//! AI-assisted text refinement.
//!
//! Long or administrative text gets one extra model pass that fixes
//! spelling, expands abbreviations the static dictionary misses and adds
//! punctuation for natural pauses. The step is best-effort: any failure
//! falls back to the normalized text and never fails the pipeline.

use crate::text::normalizer;

/// Whether the refinement pass should run for this (normalized) text.
///
/// Short casual text skips the extra round-trip to bound cost; long text
/// and administrative documents benefit the most from it.
pub fn needs_refinement(text: &str, long_text_threshold: usize) -> bool {
    text.chars().count() >= long_text_threshold || normalizer::has_administrative_markers(text)
}

/// Build the refinement prompt for the generative API.
///
/// The instruction pins the model to corrections only: no summarizing, no
/// omissions, no commentary, all names and numbers preserved.
pub fn build_refine_prompt(text: &str) -> String {
    format!(
        "Bạn là biên tập viên văn bản tiếng Việt. Hãy sửa lỗi chính tả, \
         viết đầy đủ các từ viết tắt còn lại và thêm dấu câu để tạo nhịp \
         nghỉ tự nhiên khi đọc thành tiếng. Giữ nguyên toàn bộ thông tin, \
         tên riêng, con số và bố cục. Không tóm tắt, không lược bỏ, không \
         thêm lời bình. Chỉ trả về văn bản đã sửa.\n\nVăn bản:\n{text}"
    )
}

/// Pick the refined candidate when it is usable, the original otherwise.
///
/// An empty or whitespace-only response means the model returned nothing
/// worth keeping.
pub fn accept_refinement(original: &str, candidate: &str) -> String {
    let candidate = candidate.trim();
    if candidate.is_empty() {
        log::warn!("refinement returned empty text, keeping original");
        original.to_string()
    } else {
        candidate.to_string()
    }
}

#[cfg(test)]
mod tests {
    use super::*;
    use crate::config::LONG_TEXT_THRESHOLD;

    #[test]
    fn test_short_casual_text_skips_refinement() {
        assert!(!needs_refinement("hôm nay trời đẹp", LONG_TEXT_THRESHOLD));
    }

    #[test]
    fn test_long_text_is_refined() {
        let text = "a".repeat(LONG_TEXT_THRESHOLD);
        assert!(needs_refinement(&text, LONG_TEXT_THRESHOLD));
    }

    #[test]
    fn test_administrative_text_is_refined_regardless_of_length() {
        let text = "Ủy ban nhân dân tỉnh ban hành quyết định số 15";
        assert!(text.chars().count() < LONG_TEXT_THRESHOLD);
        assert!(needs_refinement(text, LONG_TEXT_THRESHOLD));
    }

    #[test]
    fn test_prompt_carries_the_text() {
        let prompt = build_refine_prompt("nội dung cần sửa");
        assert!(prompt.contains("nội dung cần sửa"));
        assert!(prompt.contains("Không tóm tắt"));
    }

    #[test]
    fn test_empty_candidate_falls_back() {
        assert_eq!(accept_refinement("gốc", "   "), "gốc");
        assert_eq!(accept_refinement("gốc", "đã sửa"), "đã sửa");
    }
}
//! HTTP client for the Gemini generative API.
//!
//! Three semantic operations are consumed: text completion (drafting and
//! refinement), speech synthesis (text in, base64 PCM out) and audio
//! analysis (base64 sample in, structured JSON out). Errors surface as
//! message strings and are classified in [`crate::error`].

use std::time::Duration;

use base64::{engine::general_purpose::STANDARD as BASE64, Engine as _};
use serde::Deserialize;
use serde_json::{json, Value};

use crate::config::VoiceConfig;
use crate::error::{Result, TtsStudioError};
use crate::gemini::VoiceProfile;

/// Base URL of the generative API.
pub const API_BASE_URL: &str = "https://generativelanguage.googleapis.com/v1beta";

/// Model used for drafting, refinement and analysis.
pub const TEXT_MODEL: &str = "gemini-3-flash-preview";

/// Model used for native speech generation.
pub const TTS_MODEL: &str = "gemini-2.5-flash-preview-tts";

/// Request timeout. Speech responses for long chunks are slow.
const REQUEST_TIMEOUT: Duration = Duration::from_secs(120);

#[derive(Debug, Deserialize)]
#[serde(rename_all = "camelCase")]
pub(crate) struct GenerateContentResponse {
    #[serde(default)]
    candidates: Vec<Candidate>,
    prompt_feedback: Option<PromptFeedback>,
}

#[derive(Debug, Deserialize)]
#[serde(rename_all = "camelCase")]
struct PromptFeedback {
    block_reason: Option<String>,
}

#[derive(Debug, Deserialize)]
#[serde(rename_all = "camelCase")]
struct Candidate {
    content: Option<Content>,
    finish_reason: Option<String>,
}

#[derive(Debug, Deserialize)]
struct Content {
    #[serde(default)]
    parts: Vec<Part>,
}

#[derive(Debug, Deserialize)]
#[serde(rename_all = "camelCase")]
struct Part {
    text: Option<String>,
    inline_data: Option<InlineData>,
}

#[derive(Debug, Deserialize)]
#[serde(rename_all = "camelCase")]
struct InlineData {
    #[allow(dead_code)]
    mime_type: Option<String>,
    data: Option<String>,
}

/// Client for the generative API.
pub struct GeminiClient {
    client: reqwest::Client,
    base_url: String,
}

impl GeminiClient {
    pub fn new() -> Result<Self> {
        let client = reqwest::Client::builder()
            .timeout(REQUEST_TIMEOUT)
            .build()?;
        Ok(Self {
            client,
            base_url: API_BASE_URL.to_string(),
        })
    }

    /// Client against a different endpoint (testing, proxies).
    pub fn with_base_url(base_url: impl Into<String>) -> Result<Self> {
        let mut client = Self::new()?;
        client.base_url = base_url.into().trim_end_matches('/').to_string();
        Ok(client)
    }

    async fn post_generate(
        &self,
        model: &str,
        api_key: &str,
        body: Value,
    ) -> Result<GenerateContentResponse> {
        let url = format!("{}/models/{}:generateContent", self.base_url, model);

        let response = self
            .client
            .post(&url)
            .query(&[("key", api_key)])
            .json(&body)
            .send()
            .await?;

        let status = response.status();
        if !status.is_success() {
            let error_text = response
                .text()
                .await
                .unwrap_or_else(|e| format!("failed to read error body: {e}"));
            log::error!("Gemini API error (status {status}): {error_text}");
            return Err(TtsStudioError::classify_api_error(&format!(
                "{} {}",
                status.as_u16(),
                error_text
            )));
        }

        Ok(response.json().await?)
    }

    /// One text-completion round-trip.
    pub async fn generate_text(&self, prompt: &str, api_key: &str) -> Result<String> {
        let body = json!({
            "contents": [{ "parts": [{ "text": prompt }] }],
        });
        let response = self.post_generate(TEXT_MODEL, api_key, body).await?;
        extract_text(response)
    }

    /// Synthesize one chunk of text with the configured voice.
    ///
    /// Returns raw little-endian 16-bit mono PCM at 24 kHz, decoded from
    /// the base64 payload of the response.
    pub async fn synthesize(
        &self,
        text: &str,
        voice: &VoiceConfig,
        api_key: &str,
    ) -> Result<Vec<u8>> {
        let spoken = apply_reading_style(text, voice);
        let body = json!({
            "contents": [{ "parts": [{ "text": spoken }] }],
            "generationConfig": {
                "responseModalities": ["AUDIO"],
                "speechConfig": {
                    "voiceConfig": {
                        "prebuiltVoiceConfig": { "voiceName": voice.voice_name }
                    }
                }
            }
        });
        let response = self.post_generate(TTS_MODEL, api_key, body).await?;
        extract_audio(response)
    }

    /// Analyze a voice sample (base64 WAV) into a structured profile.
    pub async fn analyze_voice(&self, wav_base64: &str, api_key: &str) -> Result<VoiceProfile> {
        let instruction = "Hãy phân tích âm thanh này và trả về JSON: \
             gender (Nam/Nữ), \
             region (Bắc/Trung/Nam/Khác), \
             toneSummary (tóm tắt tông giọng trong 5 từ), \
             suggestedName (tên tiếng Việt phù hợp), \
             description (mô tả chi tiết 2 dòng).";

        let body = json!({
            "contents": [{
                "parts": [
                    { "inlineData": { "data": wav_base64, "mimeType": "audio/wav" } },
                    { "text": instruction }
                ]
            }],
            "generationConfig": {
                "responseMimeType": "application/json",
                "responseSchema": {
                    "type": "OBJECT",
                    "properties": {
                        "gender": { "type": "STRING" },
                        "region": { "type": "STRING" },
                        "toneSummary": { "type": "STRING" },
                        "suggestedName": { "type": "STRING" },
                        "description": { "type": "STRING" }
                    },
                    "required": ["gender", "region", "toneSummary", "suggestedName", "description"]
                }
            }
        });

        let response = self.post_generate(TEXT_MODEL, api_key, body).await?;
        let text = extract_text(response)?;
        Ok(serde_json::from_str(&text)?)
    }

    /// Whether a key is accepted by the API, probed with a minimal request.
    pub async fn validate_api_key(&self, api_key: &str) -> bool {
        match self.generate_text("hi", api_key).await {
            Ok(text) => !text.trim().is_empty(),
            Err(_) => false,
        }
    }
}

/// Prefix the text with reading-style directives when the voice settings
/// ask for something beyond the neutral default. The synthesis call itself
/// only knows the prebuilt voice name; emotion, pace and cloned-voice
/// character are conveyed through the prompt.
fn apply_reading_style(text: &str, voice: &VoiceConfig) -> String {
    let mut directives: Vec<String> = Vec::new();

    if let Some(cloned) = &voice.cloned_voice {
        directives.push(format!(
            "Đọc theo phong cách giọng sau: {}.",
            cloned.description.trim().trim_end_matches('.')
        ));
    }

    let emotion = voice.emotion.style_instruction();
    if !emotion.is_empty() {
        directives.push(emotion.to_string());
    }

    if voice.speed > 1.05 {
        directives.push("Đọc với nhịp độ nhanh, dứt khoát.".to_string());
    } else if voice.speed < 0.95 {
        directives.push("Đọc chậm rãi, rõ ràng từng từ.".to_string());
    }

    if voice.pitch > 0.05 {
        directives.push("Đọc với tông giọng cao hơn bình thường.".to_string());
    } else if voice.pitch < -0.05 {
        directives.push("Đọc với tông giọng trầm hơn bình thường.".to_string());
    }

    if directives.is_empty() {
        text.to_string()
    } else {
        format!("{}\n\n{}", directives.join(" "), text)
    }
}

fn block_reason(response: &GenerateContentResponse) -> Option<String> {
    if let Some(feedback) = &response.prompt_feedback {
        if let Some(reason) = &feedback.block_reason {
            return Some(reason.clone());
        }
    }
    response.candidates.first().and_then(|c| {
        c.finish_reason
            .as_deref()
            .filter(|r| *r == "SAFETY" || *r == "PROHIBITED_CONTENT" || *r == "BLOCKLIST")
            .map(|r| r.to_string())
    })
}

pub(crate) fn extract_text(response: GenerateContentResponse) -> Result<String> {
    if let Some(reason) = block_reason(&response) {
        return Err(TtsStudioError::ContentBlocked(reason));
    }

    let text: String = response
        .candidates
        .first()
        .and_then(|c| c.content.as_ref())
        .map(|content| {
            content
                .parts
                .iter()
                .filter_map(|p| p.text.as_deref())
                .collect::<Vec<_>>()
                .join("")
        })
        .unwrap_or_default();

    if text.trim().is_empty() {
        return Err(TtsStudioError::Api(
            "AI không phản hồi nội dung văn bản.".to_string(),
        ));
    }
    Ok(text)
}

pub(crate) fn extract_audio(response: GenerateContentResponse) -> Result<Vec<u8>> {
    if let Some(reason) = block_reason(&response) {
        return Err(TtsStudioError::ContentBlocked(reason));
    }

    let payload = response
        .candidates
        .first()
        .and_then(|c| c.content.as_ref())
        .and_then(|content| {
            content
                .parts
                .iter()
                .find_map(|p| p.inline_data.as_ref().and_then(|d| d.data.clone()))
        })
        .ok_or_else(|| TtsStudioError::Api("AI không phản hồi dữ liệu âm thanh.".to_string()))?;

    BASE64
        .decode(payload.as_bytes())
        .map_err(|e| TtsStudioError::Api(format!("invalid base64 audio payload: {e}")))
}

#[cfg(test)]
mod tests {
    use super::*;
    use crate::config::{VoiceEmotion, GEMINI_VOICES};

    fn parse(json: &str) -> GenerateContentResponse {
        serde_json::from_str(json).unwrap()
    }

    #[test]
    fn test_extract_text_joins_parts() {
        let response = parse(
            r#"{"candidates":[{"content":{"parts":[{"text":"Xin "},{"text":"chào"}]}}]}"#,
        );
        assert_eq!(extract_text(response).unwrap(), "Xin chào");
    }

    #[test]
    fn test_extract_text_empty_response_is_an_error() {
        let response = parse(r#"{"candidates":[]}"#);
        assert!(matches!(
            extract_text(response),
            Err(TtsStudioError::Api(_))
        ));
    }

    #[test]
    fn test_safety_block_is_classified() {
        let response = parse(
            r#"{"candidates":[{"content":{"parts":[]},"finishReason":"SAFETY"}]}"#,
        );
        assert!(matches!(
            extract_text(response),
            Err(TtsStudioError::ContentBlocked(_))
        ));
    }

    #[test]
    fn test_prompt_feedback_block_is_classified() {
        let response = parse(r#"{"promptFeedback":{"blockReason":"SAFETY"}}"#);
        assert!(matches!(
            extract_audio(response),
            Err(TtsStudioError::ContentBlocked(_))
        ));
    }

    #[test]
    fn test_extract_audio_decodes_base64() {
        let payload = BASE64.encode([1u8, 2, 3, 4]);
        let json = format!(
            r#"{{"candidates":[{{"content":{{"parts":[{{"inlineData":{{"mimeType":"audio/pcm","data":"{payload}"}}}}]}}}}]}}"#
        );
        let response = parse(&json);
        assert_eq!(extract_audio(response).unwrap(), vec![1, 2, 3, 4]);
    }

    #[test]
    fn test_extract_audio_missing_payload() {
        let response = parse(r#"{"candidates":[{"content":{"parts":[{"text":"no audio"}]}}]}"#);
        let err = extract_audio(response).unwrap_err();
        assert!(matches!(err, TtsStudioError::Api(_)));
        assert!(err.to_string().contains("âm thanh"));
    }

    #[test]
    fn test_neutral_voice_leaves_text_untouched() {
        let voice = VoiceConfig::default();
        assert_eq!(apply_reading_style("xin chào", &voice), "xin chào");
    }

    #[test]
    fn test_style_directives_are_prefixed() {
        let voice = VoiceConfig {
            emotion: VoiceEmotion::Serious,
            speed: 1.3,
            ..VoiceConfig::default()
        };
        let styled = apply_reading_style("xin chào", &voice);
        assert!(styled.starts_with("Đọc với giọng nghiêm túc"));
        assert!(styled.ends_with("xin chào"));
    }

    #[test]
    fn test_default_voice_is_a_known_prebuilt() {
        let voice = VoiceConfig::default();
        assert!(GEMINI_VOICES.contains(&voice.voice_name.as_str()));
    }
}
++++++++++
### Exercise instructions
For every line of the material above that contains the word "nhịp", show the line.

### Answer to this problem
         viết đầy đủ các từ viết tắt còn lại và thêm dấu câu để tạo nhịp \
        directives.push("Đọc với nhịp độ nhanh, dứt khoát.".to_string());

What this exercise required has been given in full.